Parallelen zwischen der heutigen Situation der Chipindustrie und der im Jahr 2000 gebe es laut Reinhard Ploss durchaus. „1999 und 2000 waren die Jahre des E-Business und des Hypes. Auch damals ging dieser Hype mit einer katastrophalen Allokation einher“, so Ploss im Podcast. Doch da würde der Vergleich auch enden. So sei die aktuelle Chipknappheit zwar „nicht ganz neu“, aber laut Ploss „komplett anders“ als im Jahr 2000.
Das verdeutlichen auch die Prognosen von Infineon. So geht der Konzern von einem längerfristigen Umsatzwachstum von neun Prozent pro Jahr aus – also über den Zyklus hinweg. Besonderes Wachstum versprechen sich die Münchener von der E-Mobilität.
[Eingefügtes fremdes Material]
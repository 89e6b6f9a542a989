//! PostgreSQL implementation of PlanCatalog.

use async_trait::async_trait;
use chrono::{DateTime, Utc};
use sqlx::PgPool;
use uuid::Uuid;

use crate::domain::catalog::{canonical_name, Plan, PlanKind, PlanRecord};
use crate::domain::foundation::{DomainError, PlanId, Timestamp};
use crate::ports::PlanCatalog;

/// PostgreSQL implementation of the PlanCatalog port.
pub struct PostgresPlanCatalog {
    pool: PgPool,
}

impl PostgresPlanCatalog {
    pub fn new(pool: PgPool) -> Self {
        Self { pool }
    }
}

const SELECT_PLAN: &str = r#"
    SELECT id, kind, name, display_name, price_cents, currency, duration_days,
           weekly_limit, monthly_limit, total_credits, is_active, display_rank,
           metadata, created_at
    FROM plans
"#;

/// Database row representation of a plan.
#[derive(Debug, sqlx::FromRow)]
struct PlanRow {
    id: Uuid,
    kind: String,
    name: String,
    display_name: Option<String>,
    price_cents: i64,
    currency: String,
    duration_days: i32,
    weekly_limit: Option<i32>,
    monthly_limit: Option<i32>,
    total_credits: Option<i32>,
    is_active: bool,
    display_rank: i32,
    metadata: Option<String>,
    created_at: DateTime<Utc>,
}

impl From<PlanRow> for PlanRecord {
    fn from(row: PlanRow) -> Self {
        PlanRecord {
            id: PlanId::from_uuid(row.id),
            kind: row.kind,
            name: row.name,
            display_name: row.display_name,
            price_cents: row.price_cents,
            currency: row.currency,
            duration_days: row.duration_days,
            weekly_limit: row.weekly_limit,
            monthly_limit: row.monthly_limit,
            total_credits: row.total_credits,
            is_active: row.is_active,
            display_rank: row.display_rank,
            metadata: row.metadata,
            created_at: Timestamp::from_datetime(row.created_at),
        }
    }
}

fn into_plan(row: PlanRow) -> Result<Plan, DomainError> {
    Plan::try_from(PlanRecord::from(row)).map_err(DomainError::from)
}

#[async_trait]
impl PlanCatalog for PostgresPlanCatalog {
    async fn find_by_id(&self, id: &PlanId) -> Result<Option<Plan>, DomainError> {
        let row: Option<PlanRow> = sqlx::query_as(&format!("{} WHERE id = $1", SELECT_PLAN))
            .bind(id.as_uuid())
            .fetch_optional(&self.pool)
            .await
            .map_err(|e| DomainError::database("Failed to find plan", e))?;

        row.map(into_plan).transpose()
    }

    async fn find_by_name(&self, name: &str) -> Result<Option<Plan>, DomainError> {
        let name = match canonical_name(name) {
            Ok(name) => name,
            Err(_) => return Ok(None),
        };

        let row: Option<PlanRow> =
            sqlx::query_as(&format!("{} WHERE LOWER(TRIM(name)) = $1", SELECT_PLAN))
                .bind(&name)
                .fetch_optional(&self.pool)
                .await
                .map_err(|e| DomainError::database("Failed to find plan by name", e))?;

        row.map(into_plan).transpose()
    }

    async fn list_available(&self, kind: Option<PlanKind>) -> Result<Vec<Plan>, DomainError> {
        let rows: Vec<PlanRow> = sqlx::query_as(&format!(
            "{} WHERE is_active AND ($1::TEXT IS NULL OR kind = $1) ORDER BY display_rank ASC, name ASC",
            SELECT_PLAN
        ))
        .bind(kind.map(|k| k.as_str()))
        .fetch_all(&self.pool)
        .await
        .map_err(|e| DomainError::database("Failed to list plans", e))?;

        rows.into_iter().map(into_plan).collect()
    }
}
So sieht der Konzern eine seiner Stärken bei Leistungshalbleitern, die sowohl für die Elektroantriebe als auch für die Ladeinfrastruktur benötigt werden. Zwischen 2020 und 2022 würden laut dem Konzern mehr als 35 Elektrofahrzeugmodelle auf den Markt kommen, die Infineon-Chips im E-Antrieb nutzen.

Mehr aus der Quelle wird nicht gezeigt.